■ **Your goal**
Every line of the following records that includes "storefront" should be copied.

■ **Recorded data**
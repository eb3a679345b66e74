use brrtapi::registry::RouteRegistry;
use brrtapi::{EngineError, Route, RouteConfig};
use http::Method;
use serde_json::json;

fn ok() -> RouteConfig {
    RouteConfig::new().handler(|_| async { Ok(json!(null)) })
}

#[test]
fn test_duplicate_ping_is_rejected() {
    let mut registry = RouteRegistry::new();
    registry
        .register(Route::new(Method::GET, "/ping", ok()).unwrap())
        .unwrap();

    let err = registry
        .register(Route::new(Method::GET, "/ping", ok().operation_id("ping_again")).unwrap())
        .unwrap_err();
    assert!(matches!(err, EngineError::DuplicateRoute { .. }), "{err}");
    assert_eq!(registry.len(), 1);

    // Another method on the same path is fine
    registry
        .register(Route::new(Method::POST, "/ping", ok()).unwrap())
        .unwrap();
    assert_eq!(registry.len(), 2);
}

#[test]
fn test_literal_and_param_siblings_are_ambiguous() {
    let mut registry = RouteRegistry::new();
    registry
        .register(Route::new(Method::GET, "/users/{id}", ok()).unwrap())
        .unwrap();
    let err = registry
        .register(Route::new(Method::GET, "/users/me", ok()).unwrap())
        .unwrap_err();
    assert!(matches!(err, EngineError::AmbiguousRoute { .. }), "{err}");
}

#[test]
fn test_lookup_extracts_raw_params() {
    let mut registry = RouteRegistry::new();
    for path in [
        "/",
        "/zoo/animals",
        "/zoo/animals/{id}",
        "/zoo/animals/{id}/toys/{toy_id}",
        "/zoo/{category}/animals/{id}/habitats/{habitat_id}",
    ] {
        registry
            .register(Route::new(Method::GET, path, ok()).unwrap())
            .unwrap();
    }

    let root = registry.find(&Method::GET, "/").unwrap();
    assert_eq!(root.route.path(), "/");
    assert!(root.params.is_empty());

    let toy = registry
        .find(&Method::GET, "/zoo/animals/123/toys/456")
        .unwrap();
    assert_eq!(toy.route.path(), "/zoo/animals/{id}/toys/{toy_id}");
    assert_eq!(toy.param("id"), Some("123"));
    assert_eq!(toy.param("toy_id"), Some("456"));

    let habitat = registry
        .find(&Method::GET, "/zoo/cats/animals/7/habitats/9")
        .unwrap();
    let names: Vec<&str> = habitat.params.iter().map(|(k, _)| k.as_ref()).collect();
    assert_eq!(names, vec!["category", "id", "habitat_id"]);

    assert!(matches!(
        registry.find(&Method::GET, "/zoo/animals/123/toys"),
        Err(EngineError::NotFound { .. })
    ));
    assert!(matches!(
        registry.find(&Method::GET, "/Zoo/animals"),
        Err(EngineError::NotFound { .. })
    ));
}

#[test]
fn test_method_not_allowed_lists_methods() {
    let mut registry = RouteRegistry::new();
    registry
        .register(Route::new(Method::GET, "/items/{id}", ok()).unwrap())
        .unwrap();
    registry
        .register(Route::new(Method::DELETE, "/items/{id}", ok()).unwrap())
        .unwrap();

    match registry.find(&Method::PUT, "/items/1") {
        Err(EngineError::MethodNotAllowed { allowed, .. }) => {
            assert!(allowed.contains(&Method::GET));
            assert!(allowed.contains(&Method::DELETE));
            assert_eq!(allowed.len(), 2);
        }
        other => panic!("expected 405, got {other:?}"),
    }
}

#[test]
fn test_frozen_registry_rejects_registration() {
    let mut registry = RouteRegistry::new();
    registry.freeze();
    let err = registry
        .register(Route::new(Method::GET, "/late", ok()).unwrap())
        .unwrap_err();
    assert!(matches!(err, EngineError::RegistryFrozen));
}
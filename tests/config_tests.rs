mod common;

use brrtapi::testing::TestClient;
use brrtapi::EngineConfig;
use common::users_app;
use std::io::Write;
use std::time::Duration;

#[tokio::test]
async fn test_engine_follows_file_config() {
    let mut file = tempfile::Builder::new().suffix(".toml").tempfile().unwrap();
    writeln!(
        file,
        r#"
docs_path = "/api/openapi.json"
docs_yaml_path = "/api/openapi.yaml"
schema_path_prefix = "/api/schemas/"
slow_task_threshold_ms = 40
default_task_timeout_ms = 2000
expose_internal_errors = true
"#
    )
    .unwrap();

    let config = EngineConfig::from_file(file.path()).unwrap();
    assert_eq!(config.default_task_timeout(), Some(Duration::from_secs(2)));

    let client = TestClient::new(users_app(config).build().unwrap());
    let supervisor = client.engine().supervisor().config();
    assert_eq!(supervisor.slow_threshold, Duration::from_millis(40));
    assert_eq!(supervisor.default_timeout, Some(Duration::from_secs(2)));

    client.get("/api/openapi.json").send().await.assert_status(200);
    let yaml = client.get("/api/openapi.yaml").send().await;
    yaml.assert_status(200);
    assert!(yaml.text().contains("title: Users"));
    client
        .get("/api/schemas/get_user")
        .send()
        .await
        .assert_status(200);
    client.get("/openapi.json").send().await.assert_status(404);
}

#[test]
fn test_yaml_config_and_invalid_file() {
    let mut file = tempfile::Builder::new().suffix(".yml").tempfile().unwrap();
    writeln!(file, "register_docs_routes: false\nvalidate_responses: false").unwrap();
    let config = EngineConfig::from_file(file.path()).unwrap();
    assert!(!config.register_docs_routes);
    assert!(!config.validate_responses);

    let engine = users_app(config).build().unwrap();
    assert_eq!(engine.registry().len(), 2);

    let mut broken = tempfile::Builder::new().suffix(".toml").tempfile().unwrap();
    writeln!(broken, "slow_task_threshold_ms = \"soon\"").unwrap();
    assert!(EngineConfig::from_file(broken.path()).is_err());
}
use super::builtin;
use super::engine::{Engine, EngineInner};
use crate::background::{SupervisorConfig, TaskSupervisor};
use crate::config::EngineConfig;
use crate::dependency::{Dependency, Injector, ResolutionPlan};
use crate::error::EngineError;
use crate::openapi::{generate, DocumentInfo};
use crate::registry::RouteRegistry;
use crate::route::{Route, RouteConfig};
use http::Method;
use std::collections::HashMap;
use std::sync::Arc;
use tracing::info;

/// Setup-time aggregate: collects providers and routes, then freezes into an
/// [`Engine`].
///
/// Every registration is checked immediately (template, schemas, conflicts,
/// dependency graph), so a misdeclared route fails at the call that declared
/// it. Providers must be declared before the routes that use them.
pub struct App {
    config: EngineConfig,
    info: DocumentInfo,
    registry: RouteRegistry,
    injector: Injector,
    plans: HashMap<String, ResolutionPlan>,
}

impl App {
    #[must_use]
    pub fn new(config: EngineConfig) -> Self {
        Self {
            config,
            info: DocumentInfo::new("API", "0.1.0"),
            registry: RouteRegistry::new(),
            injector: Injector::new(),
            plans: HashMap::new(),
        }
    }

    /// Document title, version and servers
    pub fn info(&mut self, info: DocumentInfo) -> &mut Self {
        self.info = info;
        self
    }

    /// Make a dependency resolvable by name from every route.
    pub fn provide(&mut self, name: impl Into<String>, dependency: Dependency) -> &mut Self {
        self.injector.provide(name, dependency);
        self
    }

    /// Declare a route.
    pub fn route(
        &mut self,
        method: Method,
        path: &str,
        config: RouteConfig,
    ) -> Result<Arc<Route>, EngineError> {
        self.register(Route::new(method, path, config)?)
    }

    pub fn get(&mut self, path: &str, config: RouteConfig) -> Result<Arc<Route>, EngineError> {
        self.route(Method::GET, path, config)
    }

    pub fn post(&mut self, path: &str, config: RouteConfig) -> Result<Arc<Route>, EngineError> {
        self.route(Method::POST, path, config)
    }

    pub fn put(&mut self, path: &str, config: RouteConfig) -> Result<Arc<Route>, EngineError> {
        self.route(Method::PUT, path, config)
    }

    pub fn patch(&mut self, path: &str, config: RouteConfig) -> Result<Arc<Route>, EngineError> {
        self.route(Method::PATCH, path, config)
    }

    pub fn delete(&mut self, path: &str, config: RouteConfig) -> Result<Arc<Route>, EngineError> {
        self.route(Method::DELETE, path, config)
    }

    /// Register an already-built route.
    ///
    /// The dependency plan is computed first, so a route with a broken graph
    /// never reaches the registry.
    pub fn register(&mut self, route: Route) -> Result<Arc<Route>, EngineError> {
        let plan = self.injector.plan(&route)?;
        let route = self.registry.register(route)?;
        self.plans.insert(route.label(), plan);
        Ok(route)
    }

    #[must_use]
    pub fn registry(&self) -> &RouteRegistry {
        &self.registry
    }

    #[must_use]
    pub fn config(&self) -> &EngineConfig {
        &self.config
    }

    /// Freeze the registry and produce the serving engine.
    ///
    /// Registers the reserved documentation routes where nothing conflicts and
    /// generates the document once, so bad document info fails here rather
    /// than on the first docs request.
    pub fn build(mut self) -> Result<Engine, EngineError> {
        if self.config.register_docs_routes {
            for route in builtin::docs_routes(&self.config)? {
                let plan = self.injector.plan(&route)?;
                if let Some(route) = self.registry.register_default(route) {
                    self.plans.insert(route.label(), plan);
                }
            }
        }

        let document = generate(self.registry.list(), &self.info)?;
        self.registry.freeze();

        let supervisor = TaskSupervisor::new(SupervisorConfig::from(&self.config));
        info!(
            routes_count = self.registry.len(),
            documented_paths = document.paths.len(),
            providers = self.injector.providers().len(),
            "Engine built"
        );

        Ok(Engine::from_inner(EngineInner {
            config: self.config,
            info: self.info,
            registry: self.registry,
            plans: self.plans,
            injector: self.injector,
            supervisor,
        }))
    }
}

impl Default for App {
    fn default() -> Self {
        Self::new(EngineConfig::default())
    }
}

impl std::fmt::Debug for App {
    fn fmt(&self, f: &mut std::fmt::Formatter<'_>) -> std::fmt::Result {
        f.debug_struct("App")
            .field("info", &self.info)
            .field("registry", &self.registry)
            .field("providers", &self.injector.providers().len())
            .finish_non_exhaustive()
    }
}
use crate::ids::TaskId;
use futures::future::BoxFuture;
use parking_lot::Mutex;
use std::fmt;
use std::future::Future;
use std::sync::Arc;
use std::time::Duration;
use thiserror::Error;

pub(crate) type TaskAction = Box<dyn FnOnce() -> BoxFuture<'static, anyhow::Result<()>> + Send>;
pub(crate) type CompleteHook = Box<dyn FnOnce() + Send>;
pub(crate) type ErrorHook = Box<dyn FnOnce(&TaskError) + Send>;

/// Why a detached task did not complete successfully
#[derive(Debug, Clone, PartialEq, Eq, Error)]
pub enum TaskError {
    #[error("task failed: {0}")]
    Failed(String),

    #[error("task panicked: {0}")]
    Panicked(String),

    #[error("task exceeded its time budget of {}ms", budget.as_millis())]
    TimedOut { budget: Duration },
}

/// Optional settings for [`BackgroundTasks::add_task`].
#[derive(Default)]
pub struct TaskOptions {
    pub(crate) name: Option<String>,
    pub(crate) timeout: Option<Duration>,
    pub(crate) on_complete: Option<CompleteHook>,
    pub(crate) on_error: Option<ErrorHook>,
}

impl TaskOptions {
    #[must_use]
    pub fn new() -> Self {
        Self::default()
    }

    /// Options with just a name
    #[must_use]
    pub fn named(name: impl Into<String>) -> Self {
        Self::new().name(name)
    }

    /// Label used in logs and events; generated when omitted
    #[must_use]
    pub fn name(mut self, name: impl Into<String>) -> Self {
        self.name = Some(name.into());
        self
    }

    /// Budget after which the task is reported as timed out and aborted
    #[must_use]
    pub fn timeout(mut self, budget: Duration) -> Self {
        self.timeout = Some(budget);
        self
    }

    /// Called once if the task succeeds
    #[must_use]
    pub fn on_complete(mut self, hook: impl FnOnce() + Send + 'static) -> Self {
        self.on_complete = Some(Box::new(hook));
        self
    }

    /// Called once if the task fails, panics or times out
    #[must_use]
    pub fn on_error(mut self, hook: impl FnOnce(&TaskError) + Send + 'static) -> Self {
        self.on_error = Some(Box::new(hook));
        self
    }
}

impl fmt::Debug for TaskOptions {
    fn fmt(&self, f: &mut fmt::Formatter<'_>) -> fmt::Result {
        f.debug_struct("TaskOptions")
            .field("name", &self.name)
            .field("timeout", &self.timeout)
            .field("on_complete", &self.on_complete.is_some())
            .field("on_error", &self.on_error.is_some())
            .finish()
    }
}

/// A submitted task waiting for the response to be committed.
pub struct PendingTask {
    pub(crate) id: TaskId,
    pub(crate) name: String,
    pub(crate) timeout: Option<Duration>,
    pub(crate) action: TaskAction,
    pub(crate) on_complete: Option<CompleteHook>,
    pub(crate) on_error: Option<ErrorHook>,
}

impl PendingTask {
    #[must_use]
    pub fn id(&self) -> TaskId {
        self.id
    }

    #[must_use]
    pub fn name(&self) -> &str {
        &self.name
    }
}

impl fmt::Debug for PendingTask {
    fn fmt(&self, f: &mut fmt::Formatter<'_>) -> fmt::Result {
        f.debug_struct("PendingTask")
            .field("id", &self.id)
            .field("name", &self.name)
            .field("timeout", &self.timeout)
            .finish_non_exhaustive()
    }
}

/// Per-request queue behind the handler's background hook.
///
/// `add_task` only records the work; nothing runs until the pipeline hands
/// the queue to the [`super::TaskSupervisor`] after the response is encoded.
/// Cloning shares the same queue.
#[derive(Clone)]
pub struct BackgroundTasks {
    owner: Arc<str>,
    enabled: bool,
    queue: Arc<Mutex<Vec<PendingTask>>>,
}

impl BackgroundTasks {
    /// Queue for requests to `owner` (used to name anonymous tasks)
    pub fn new(owner: impl Into<Arc<str>>, enabled: bool) -> Self {
        Self {
            owner: owner.into(),
            enabled,
            queue: Arc::new(Mutex::new(Vec::new())),
        }
    }

    /// A queue that accepts nothing
    #[must_use]
    pub fn disabled() -> Self {
        Self::new("", false)
    }

    #[must_use]
    pub fn is_enabled(&self) -> bool {
        self.enabled
    }

    /// Record a task and return immediately.
    pub fn add_task<F, Fut>(&self, action: F, options: TaskOptions) -> TaskId
    where
        F: FnOnce() -> Fut + Send + 'static,
        Fut: Future<Output = anyhow::Result<()>> + Send + 'static,
    {
        let id = TaskId::new();
        let mut queue = self.queue.lock();
        let name = options
            .name
            .unwrap_or_else(|| format!("{}#task-{}", self.owner, queue.len() + 1));
        let action: TaskAction = Box::new(move || -> BoxFuture<'static, anyhow::Result<()>> {
            Box::pin(action())
        });
        queue.push(PendingTask {
            id,
            name,
            timeout: options.timeout,
            action,
            on_complete: options.on_complete,
            on_error: options.on_error,
        });
        id
    }

    /// Number of queued tasks
    #[must_use]
    pub fn len(&self) -> usize {
        self.queue.lock().len()
    }

    #[must_use]
    pub fn is_empty(&self) -> bool {
        self.queue.lock().is_empty()
    }

    /// Take every queued task, leaving the queue empty
    #[must_use]
    pub fn drain(&self) -> Vec<PendingTask> {
        std::mem::take(&mut *self.queue.lock())
    }
}

impl fmt::Debug for BackgroundTasks {
    fn fmt(&self, f: &mut fmt::Formatter<'_>) -> fmt::Result {
        f.debug_struct("BackgroundTasks")
            .field("owner", &self.owner)
            .field("enabled", &self.enabled)
            .field("queued", &self.len())
            .finish()
    }
}
//! HTTP client for the clip-ify storefront API.

use serde::de::DeserializeOwned;
use serde_json::Value;

use crate::{
    config::ClientConfig,
    transport::{ReqwestTransport, RequestOptions, Transport, TransportResponse},
    types::{
        raw::error_text, CategoriesResponse, CouponsResponse, ProductResponse, ProductsResponse,
        ShopConfigResponse,
    },
    Error,
};

/// HTTP client for the clip-ify storefront API.
///
/// Holds an immutable base URL and a [`Transport`]. Every operation is a
/// single GET whose decoded JSON envelope is returned as-is, including
/// envelopes that report `success: false`. Only non-2xx statuses, transport
/// failures, and undecodable bodies become an [`Error`].
#[derive(Debug, Clone)]
pub struct Client<T = ReqwestTransport> {
    /// Base URL for the API. Defaults to `https://clip-ify.pockethost.io`.
    base_url: String,
    transport: T,
}

impl Default for Client {
    fn default() -> Self {
        Self::new()
    }
}

impl Client {
    /// Creates a client pointing at the production API.
    pub fn new() -> Self {
        Self::from_config(ClientConfig::default())
    }

    /// Creates a client with a custom base URL. An empty string falls back to
    /// the production API.
    pub fn with_base_url(base_url: &str) -> Self {
        Self::from_config(ClientConfig::with_base_url(base_url))
    }

    /// Creates a client from a [`ClientConfig`], using the default reqwest
    /// transport.
    pub fn from_config(config: ClientConfig) -> Self {
        Self::with_transport(config, ReqwestTransport::new())
    }
}

impl<T: Transport> Client<T> {
    /// Creates a client that sends requests through `transport`.
    pub fn with_transport(config: ClientConfig, transport: T) -> Self {
        Self {
            base_url: config.resolved_base_url().to_string(),
            transport,
        }
    }

    /// The base URL every endpoint path is appended to.
    pub fn base_url(&self) -> &str {
        &self.base_url
    }

    /// The transport requests are sent through.
    pub fn transport(&self) -> &T {
        &self.transport
    }

    /// Sends `endpoint` (appended verbatim to the base URL) and decodes the
    /// 2xx body. Every failure is logged with the URL before it is returned.
    async fn request<R>(&self, endpoint: &str, options: &RequestOptions) -> Result<R, Error>
    where
        R: DeserializeOwned,
    {
        let url = format!("{}{}", self.base_url, endpoint);
        tracing::debug!(%url, method = %options.method, "sending request");
        self.send(&url, options).await.map_err(|e| {
            tracing::error!(%url, error = %e, "clipify: error fetching");
            e
        })
    }

    async fn send<R>(&self, url: &str, options: &RequestOptions) -> Result<R, Error>
    where
        R: DeserializeOwned,
    {
        let resp = self.transport.send(url, options).await?;
        if !resp.is_success() {
            return Err(http_error(&resp));
        }
        Ok(resp.json::<R>()?)
    }

    async fn get<R>(&self, endpoint: &str) -> Result<R, Error>
    where
        R: DeserializeOwned,
    {
        self.request(endpoint, &RequestOptions::default()).await
    }

    /// Fetches the configuration of a shop, including the merchant token
    /// used by the product and coupon endpoints.
    pub async fn get_config(&self, shop_name: &str) -> Result<ShopConfigResponse, Error> {
        require("get_config", &[("shop_name", shop_name)])?;
        self.get(&format!("/config/{}", shop_name)).await
    }

    /// Fetches the categories of a shop.
    pub async fn get_categories(&self, shop_name: &str) -> Result<CategoriesResponse, Error> {
        require("get_categories", &[("shop_name", shop_name)])?;
        self.get(&format!("/categories/{}", shop_name)).await
    }

    /// Fetches the products of a category. `limit` is sent whenever it is
    /// `Some`, zero and negative values included; the server decides what
    /// they mean. Fractional limits are not expressible.
    pub async fn get_products(
        &self,
        category_id: &str,
        proxy_merchant_token: &str,
        limit: Option<i64>,
    ) -> Result<ProductsResponse, Error> {
        require(
            "get_products",
            &[
                ("category_id", category_id),
                ("proxy_merchant_token", proxy_merchant_token),
            ],
        )?;
        let mut endpoint = format!("/products/{}/{}", category_id, proxy_merchant_token);
        if let Some(limit) = limit {
            endpoint.push_str(&format!("?limit={}", limit));
        }
        self.get(&endpoint).await
    }

    /// Fetches a single product, with its modifier options filled in.
    pub async fn get_product(
        &self,
        product_id: &str,
        proxy_merchant_token: &str,
    ) -> Result<ProductResponse, Error> {
        require(
            "get_product",
            &[
                ("product_id", product_id),
                ("proxy_merchant_token", proxy_merchant_token),
            ],
        )?;
        self.get(&format!("/product/{}/{}", product_id, proxy_merchant_token))
            .await
    }

    /// Fetches the active coupons of a merchant. The list may be empty.
    pub async fn get_coupons(&self, proxy_merchant_token: &str) -> Result<CouponsResponse, Error> {
        require("get_coupons", &[("proxy_merchant_token", proxy_merchant_token)])?;
        self.get(&format!("/coupons/{}", proxy_merchant_token)).await
    }
}

/// Fails with the names of every empty argument.
fn require(operation: &'static str, args: &[(&'static str, &str)]) -> Result<(), Error> {
    let params: Vec<&'static str> = args
        .iter()
        .filter(|(_, value)| value.is_empty())
        .map(|(name, _)| *name)
        .collect();
    if params.is_empty() {
        Ok(())
    } else {
        Err(Error::MissingArgument { operation, params })
    }
}

fn http_error(resp: &TransportResponse) -> Error {
    // The body is only read for a better message; anything unparseable is ignored.
    let message = resp
        .json::<Value>()
        .ok()
        .as_ref()
        .and_then(error_text)
        .unwrap_or_else(|| format!("Request failed with status {}", resp.status));
    Error::Http {
        status: resp.status,
        message,
    }
}
//! Field access over JSON kept exactly as the server sent it.
//!
//! Every response type wraps a [`Value`] and reads its fields on demand. A
//! field that is absent or has an unexpected JSON type reads as `None`;
//! it never makes the response fail to decode, and re-encoding yields the
//! original JSON.

use serde_json::{Number, Value};

/// Declares a pass-through JSON wrapper with raw-value access.
macro_rules! json_object {
    ($(#[$meta:meta])* $name:ident) => {
        $(#[$meta])*
        #[derive(Debug, Clone, PartialEq, serde::Serialize, serde::Deserialize)]
        #[serde(transparent)]
        pub struct $name(serde_json::Value);

        impl $name {
            /// The JSON exactly as received.
            pub fn as_value(&self) -> &serde_json::Value {
                &self.0
            }

            pub fn into_value(self) -> serde_json::Value {
                self.0
            }

            /// Any field by its wire name, typed or not.
            pub fn get(&self, key: &str) -> Option<&serde_json::Value> {
                self.0.get(key)
            }
        }

        impl From<serde_json::Value> for $name {
            fn from(value: serde_json::Value) -> Self {
                Self(value)
            }
        }
    };
}

pub(crate) use json_object;

pub(crate) fn str_field<'a>(value: &'a Value, key: &str) -> Option<&'a str> {
    value.get(key)?.as_str()
}

pub(crate) fn bool_field(value: &Value, key: &str) -> Option<bool> {
    value.get(key)?.as_bool()
}

pub(crate) fn number_field<'a>(value: &'a Value, key: &str) -> Option<&'a Number> {
    match value.get(key)? {
        Value::Number(n) => Some(n),
        _ => None,
    }
}

pub(crate) fn object_field<T: From<Value>>(value: &Value, key: &str) -> Option<T> {
    value
        .get(key)
        .filter(|v| v.is_object())
        .cloned()
        .map(T::from)
}

/// Elements of an array field. Elements are wrapped whatever their type.
pub(crate) fn list_field<T: From<Value>>(value: &Value, key: &str) -> Option<Vec<T>> {
    let items = value.get(key)?.as_array()?;
    Some(items.iter().cloned().map(T::from).collect())
}

/// The `error` field of a JSON body, when it holds something usable.
/// Empty strings, zero, `false` and `null` count as absent; other
/// non-string values are rendered as JSON text.
pub(crate) fn error_text(body: &Value) -> Option<String> {
    match body.get("error")? {
        Value::String(s) if !s.is_empty() => Some(s.clone()),
        Value::Number(n) if n.as_f64() != Some(0.0) => Some(n.to_string()),
        Value::Bool(true) => Some("true".to_string()),
        v @ (Value::Array(_) | Value::Object(_)) => Some(v.to_string()),
        _ => None,
    }
}

#[cfg(test)]
mod tests {
    use super::*;
    use serde_json::json;

    #[test]
    fn mismatched_types_read_as_none() {
        let v = json!({"name": 5, "flag": "yes", "count": "3", "nested": [1]});
        assert_eq!(str_field(&v, "name"), None);
        assert_eq!(bool_field(&v, "flag"), None);
        assert_eq!(number_field(&v, "count"), None);
        assert_eq!(object_field::<Value>(&v, "nested"), None);
        assert_eq!(list_field::<Value>(&v, "name"), None);
        assert_eq!(str_field(&v, "missing"), None);
    }

    #[test]
    fn fields_on_non_object_read_as_none() {
        assert_eq!(str_field(&json!([1, 2]), "error"), None);
        assert_eq!(error_text(&json!("error")), None);
    }

    #[test]
    fn error_text_ignores_falsy_values() {
        assert_eq!(error_text(&json!({"error": "boom"})), Some("boom".to_string()));
        assert_eq!(error_text(&json!({"error": 42})), Some("42".to_string()));
        assert_eq!(
            error_text(&json!({"error": {"code": "E1"}})),
            Some(r#"{"code":"E1"}"#.to_string())
        );
        assert_eq!(error_text(&json!({"error": ""})), None);
        assert_eq!(error_text(&json!({"error": null})), None);
        assert_eq!(error_text(&json!({"error": false})), None);
        assert_eq!(error_text(&json!({"error": 0})), None);
        assert_eq!(error_text(&json!({"message": "boom"})), None);
    }
}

■ **Expected output**
//! HTTP client for the clip-ify storefront API.
/// HTTP client for the clip-ify storefront API.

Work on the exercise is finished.